Your First Inferlet
This guide walks you through writing, building, and running your first inferlet — a lightweight WebAssembly program that controls inference logic inside Pie.
Prerequisites
- Pie installed and a model downloaded (see Installation)
- Bakery installed (the inferlet build tool):
pip install -e sdk/tools/bakery
- Rust
- Python
- JavaScript
- Rust toolchain installed
- WebAssembly target added:
rustup target add wasm32-wasip2
- Python 3.x installed
- componentize-py installed:
uv tool install componentize-py
- Node.js v18+ installed
Project Structure
You can scaffold a new project with bakery create (supports Rust and TypeScript), or create the files manually. The layout depends on your language:
- Rust
- Python
- JavaScript
my-inferlet/
├── Pie.toml
├── Cargo.toml
└── src/
└── lib.rs
Pie.toml — every inferlet needs this manifest:
[package]
name = "my-inferlet"
version = "0.1.0"
description = "My first inferlet"
authors = ["Your Name"]
[runtime]
core = "^0.2.0"
mcp = "^0.2.0"
Cargo.toml — standard Rust crate config:
[package]
name = "my-inferlet"
version = "0.1.0"
edition = "2024"
[lib]
crate-type = ["cdylib"]
[dependencies]
inferlet.workspace = true
inferlet-macros.workspace = true
inferlet.workspace = true works when building inside the Pie repository. For standalone projects, use path dependencies or published crate versions instead.
bakery create does not yet support Python.
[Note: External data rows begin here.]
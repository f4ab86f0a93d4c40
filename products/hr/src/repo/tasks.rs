use chrono::NaiveDate;
use entity::{
    SCHEMA_VERSION, task,
    task::{Category, Status},
};
use sea_orm::{
    ActiveModelTrait, ActiveValue::Set, ColumnTrait, ConnectionTrait, EntityTrait, IntoActiveModel,
    QueryFilter, QueryOrder,
};
use tracing::debug;

use super::{MAX_COMMENT_LEN, employees, optional_text, required_text};
use crate::error::{HrError, HrResult};

#[derive(Clone, Debug)]
pub struct NewTask {
    pub employee_id: i32,
    pub name: String,
    pub owner: String,
    pub status: Status,
    pub due_date: Option<NaiveDate>,
    pub comments: Option<String>,
    pub category: Category,
    /// Required for performance tasks, ignored otherwise.
    pub year: Option<i32>,
}

impl NewTask {
    /// A fresh checklist item: `Not Started`, no comments.
    pub fn checklist_item(
        employee_id: i32,
        name: impl Into<String>,
        owner: impl Into<String>,
        category: Category,
        due_date: Option<NaiveDate>,
    ) -> Self {
        Self {
            employee_id,
            name: name.into(),
            owner: owner.into(),
            status: Status::NotStarted,
            due_date,
            comments: None,
            category,
            year: None,
        }
    }

    pub fn with_year(mut self, year: i32) -> Self {
        self.year = Some(year);
        self
    }

    fn into_active_model(self) -> HrResult<task::ActiveModel> {
        let year = match self.category {
            Category::Performance => Some(
                self.year
                    .ok_or_else(|| HrError::validation("performance tasks need a review year"))?,
            ),
            Category::Onboarding | Category::Separation => None,
        };
        Ok(task::ActiveModel {
            employee_id: Set(self.employee_id),
            name: Set(required_text("task name", &self.name)?),
            owner: Set(required_text("owner", &self.owner)?),
            status: Set(self.status),
            due_date: Set(self.due_date),
            comments: Set(optional_text("comments", self.comments, MAX_COMMENT_LEN)?),
            category: Set(self.category),
            year: Set(year),
            schema_version: Set(SCHEMA_VERSION),
            ..Default::default()
        })
    }
}

pub async fn all<C>(db: &C) -> HrResult<Vec<task::Model>>
where
    C: ConnectionTrait,
{
    Ok(task::Entity::find()
        .order_by_asc(task::Column::Id)
        .all(db)
        .await?)
}

pub async fn by_id<C>(db: &C, id: i32) -> HrResult<Option<task::Model>>
where
    C: ConnectionTrait,
{
    Ok(task::Entity::find_by_id(id).one(db).await?)
}

pub async fn by_employee<C>(
    db: &C,
    employee_id: i32,
    category: Category,
) -> HrResult<Vec<task::Model>>
where
    C: ConnectionTrait,
{
    Ok(task::Entity::find()
        .filter(task::Column::EmployeeId.eq(employee_id))
        .filter(task::Column::Category.eq(category))
        .order_by_asc(task::Column::Id)
        .all(db)
        .await?)
}

pub async fn by_category<C>(db: &C, category: Category) -> HrResult<Vec<task::Model>>
where
    C: ConnectionTrait,
{
    Ok(task::Entity::find()
        .filter(task::Column::Category.eq(category))
        .order_by_asc(task::Column::Id)
        .all(db)
        .await?)
}

pub async fn by_employee_and_year<C>(
    db: &C,
    employee_id: i32,
    year: i32,
) -> HrResult<Vec<task::Model>>
where
    C: ConnectionTrait,
{
    Ok(task::Entity::find()
        .filter(task::Column::EmployeeId.eq(employee_id))
        .filter(task::Column::Category.eq(Category::Performance))
        .filter(task::Column::Year.eq(year))
        .order_by_asc(task::Column::Id)
        .all(db)
        .await?)
}

pub async fn add<C>(db: &C, input: NewTask) -> HrResult<task::Model>
where
    C: ConnectionTrait,
{
    employees::require(db, input.employee_id).await?;
    insert(db, input).await
}

/// Inserts without re-checking the employee; callers have already done so.
pub(crate) async fn insert<C>(db: &C, input: NewTask) -> HrResult<task::Model>
where
    C: ConnectionTrait,
{
    let model = input.into_active_model()?.insert(db).await?;
    debug!(
        task_id = model.id,
        employee_id = model.employee_id,
        category = model.category.as_str(),
        "task added"
    );
    Ok(model)
}

/// Replaces name, owner, status, due date and comments. Employee, category
/// and year are fixed at creation.
pub async fn update<C>(db: &C, task: task::Model) -> HrResult<Option<task::Model>>
where
    C: ConnectionTrait,
{
    let Some(existing) = by_id(db, task.id).await? else {
        return Ok(None);
    };
    let mut active = existing.into_active_model();
    active.name = Set(required_text("task name", &task.name)?);
    active.owner = Set(required_text("owner", &task.owner)?);
    active.status = Set(task.status);
    active.due_date = Set(task.due_date);
    active.comments = Set(optional_text("comments", task.comments, MAX_COMMENT_LEN)?);
    Ok(Some(active.update(db).await?))
}

/// Advances a task one step around `Not Started -> In Progress -> Done`.
pub async fn toggle_status<C>(db: &C, id: i32) -> HrResult<task::Model>
where
    C: ConnectionTrait,
{
    let existing = by_id(db, id)
        .await?
        .ok_or_else(|| HrError::not_found("task", id))?;
    let next = existing.status.next();
    let mut active = existing.into_active_model();
    active.status = Set(next);
    Ok(active.update(db).await?)
}
use entity::{employee::Operator, hr_request, position, task};
use hr_tests::{add_employee, new_employee, test_db};
use products_hr::{
    HrError,
    repo::{
        employees,
        positions::{self, NewPosition},
        requests::{self, NewRequest},
        tasks::{self, NewTask},
    },
};

#[tokio::test]
async fn ids_start_at_one_and_increase_by_one() {
    let db = test_db().await;
    let mut ids = Vec::new();
    for name in ["Amal Nasser", "Bilal Qasim", "Dana Yousef", "Fadi Salem"] {
        ids.push(add_employee(&db, name).await.id);
    }
    assert_eq!(ids, vec![1, 2, 3, 4]);

    let stored: Vec<i32> = employees::all(&db).await.unwrap().iter().map(|e| e.id).collect();
    assert_eq!(stored, ids);
}

#[tokio::test]
async fn added_rows_are_returned_by_all_and_by_id() {
    let db = test_db().await;
    let added = add_employee(&db, "Hala Mansour").await;

    let all = employees::all(&db).await.unwrap();
    assert_eq!(all, vec![added.clone()]);
    assert_eq!(employees::by_id(&db, added.id).await.unwrap(), Some(added));
    assert_eq!(employees::by_id(&db, 77).await.unwrap(), None);
}

#[tokio::test]
async fn update_twice_matches_update_once() {
    let db = test_db().await;
    let employee = add_employee(&db, "Jamal Haddad").await;
    let mut task = tasks::add(
        &db,
        NewTask::checklist_item(employee.id, "Issue badge", "HR", task::Category::Onboarding, None),
    )
    .await
    .unwrap();

    task.status = task::Status::Done;
    task.comments = Some("handed over at reception".into());
    let once = tasks::update(&db, task.clone()).await.unwrap();
    let after_once = tasks::all(&db).await.unwrap();
    let twice = tasks::update(&db, task).await.unwrap();
    let after_twice = tasks::all(&db).await.unwrap();

    assert_eq!(once, twice);
    assert_eq!(after_once, after_twice);
}

#[tokio::test]
async fn update_of_unknown_id_is_a_no_op() {
    let db = test_db().await;
    let employee = add_employee(&db, "Karim Aoun").await;
    let task = tasks::add(
        &db,
        NewTask::checklist_item(employee.id, "Locker key", "HR", task::Category::Onboarding, None),
    )
    .await
    .unwrap();
    let before = tasks::all(&db).await.unwrap();

    let mut ghost = task.clone();
    ghost.id = 999;
    ghost.name = "Nothing".into();
    assert_eq!(tasks::update(&db, ghost).await.unwrap(), None);
    assert_eq!(tasks::all(&db).await.unwrap(), before);
}

#[tokio::test]
async fn invalid_input_is_rejected_before_insert() {
    let db = test_db().await;
    let mut blank = new_employee("   ");
    blank.operator = Operator::DohaOasis;
    let err = employees::add(&db, blank).await.unwrap_err();
    assert!(matches!(err, HrError::Validation(_)));
    assert_eq!(employees::count(&db).await.unwrap(), 0);

    let err = tasks::add(
        &db,
        NewTask::checklist_item(42, "Orphan", "HR", task::Category::Onboarding, None),
    )
    .await
    .unwrap_err();
    assert!(matches!(err, HrError::NotFound { entity: "employee", id: 42 }));
}

#[tokio::test]
async fn hr_team_excludes_drivers() {
    let db = test_db().await;
    let mut specialist = new_employee("Lamees Ilias");
    specialist.department = employees::HR_DEPARTMENT.into();
    specialist.position = "HR Specialist".into();
    let mut driver = new_employee("Yaser Driver");
    driver.department = employees::HR_DEPARTMENT.into();
    driver.position = "Driver".into();
    employees::add(&db, specialist).await.unwrap();
    employees::add(&db, driver).await.unwrap();
    add_employee(&db, "Ops Person").await;

    let team: Vec<String> = employees::hr_team(&db)
        .await
        .unwrap()
        .into_iter()
        .map(|e| e.name)
        .collect();
    assert_eq!(team, vec!["Lamees Ilias".to_string()]);
}

#[tokio::test]
async fn request_update_keeps_created_at() {
    let db = test_db().await;
    let employee = add_employee(&db, "Maha Saeed").await;
    let request = requests::add(
        &db,
        NewRequest {
            employee_id: employee.id,
            request_type: "Salary Certificate".into(),
            status: hr_request::Status::New,
            description: None,
            assigned_to: Some("Lamees".into()),
        },
    )
    .await
    .unwrap();
    assert_eq!(request.created_at, request.updated_at);

    let mut edited = request.clone();
    edited.status = hr_request::Status::Completed;
    let updated = requests::update(&db, edited).await.unwrap().unwrap();
    assert_eq!(updated.created_at, request.created_at);
    assert!(updated.updated_at >= request.updated_at);
    assert_eq!(updated.status, hr_request::Status::Completed);
}

#[tokio::test]
async fn position_state_machine_rejects_illegal_moves() {
    let db = test_db().await;
    let position = positions::add(
        &db,
        NewPosition {
            title: "Cashier".into(),
            operator: Operator::Kien,
            department: "Retail".into(),
            grade: None,
            description: None,
            hiring_manager: None,
            target_hire_date: None,
            justification: None,
            request_date: None,
        },
    )
    .await
    .unwrap();
    assert_eq!(position.status, position::Status::PendingApproval);
    assert!(position.request_date.is_some());

    let err = positions::fill(&db, position.id, "Rami").await.unwrap_err();
    assert!(matches!(err, HrError::InvalidTransition { .. }));

    let open = positions::approve(&db, position.id).await.unwrap();
    assert_eq!(open.status, position::Status::Open);
    let err = positions::reject(&db, position.id).await.unwrap_err();
    assert!(matches!(err, HrError::InvalidTransition { .. }));

    let filled = positions::fill(&db, position.id, "Rami").await.unwrap();
    assert_eq!(filled.status, position::Status::Filled);
    assert_eq!(filled.filled_by.as_deref(), Some("Rami"));
}

#[tokio::test]
async fn three_toggles_return_to_not_started() {
    let db = test_db().await;
    let employee = add_employee(&db, "Nadia Fares").await;
    let task = tasks::add(
        &db,
        NewTask::checklist_item(employee.id, "Bank account", "HR", task::Category::Onboarding, None),
    )
    .await
    .unwrap();

    let mut statuses = Vec::new();
    for _ in 0..3 {
        statuses.push(tasks::toggle_status(&db, task.id).await.unwrap().status);
    }
    assert_eq!(
        statuses,
        vec![
            task::Status::InProgress,
            task::Status::Done,
            task::Status::NotStarted
        ]
    );

    let err = tasks::toggle_status(&db, 500).await.unwrap_err();
    assert!(matches!(err, HrError::NotFound { entity: "task", .. }));
}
Create the files manually.
my-inferlet/
├── Pie.toml
├── pyproject.toml
└── main.py
Pie.toml — Python inferlets need the python-runtime dependency:
[package]
name = "my-inferlet"
version = "0.1.0"
description = "My first inferlet"
authors = ["Your Name"]
[runtime]
core = "^0.2.0"
mcp = "^0.2.0"
python-runtime = "^0.3.0"
pyproject.toml — standard Python project config:
[project]
name = "my-inferlet"
version = "0.1.0"
description = "My first inferlet"
requires-python = ">=3.10"
my-inferlet/
├── Pie.toml
├── package.json
└── index.ts
Pie.toml:
[package]
name = "my-inferlet"
version = "0.1.0"
description = "My first inferlet"
authors = ["Your Name"]
[runtime]
core = "^0.2.0"
mcp = "^0.2.0"
Write Your First Inferlet
The code below creates a simple text-completion inferlet. It reads a prompt from the command-line arguments, fills a chat context, and generates a response.
- Rust
- Python
- JavaScript
use inferlet::stop_condition::{self, StopCondition};
use inferlet::{Args, Result, Sampler};
#[inferlet::main]
async fn main(mut args: Args) -> Result<()> {
// Parse command-line arguments with defaults
let prompt: String = args
.value_from_str(["-p", "--prompt"])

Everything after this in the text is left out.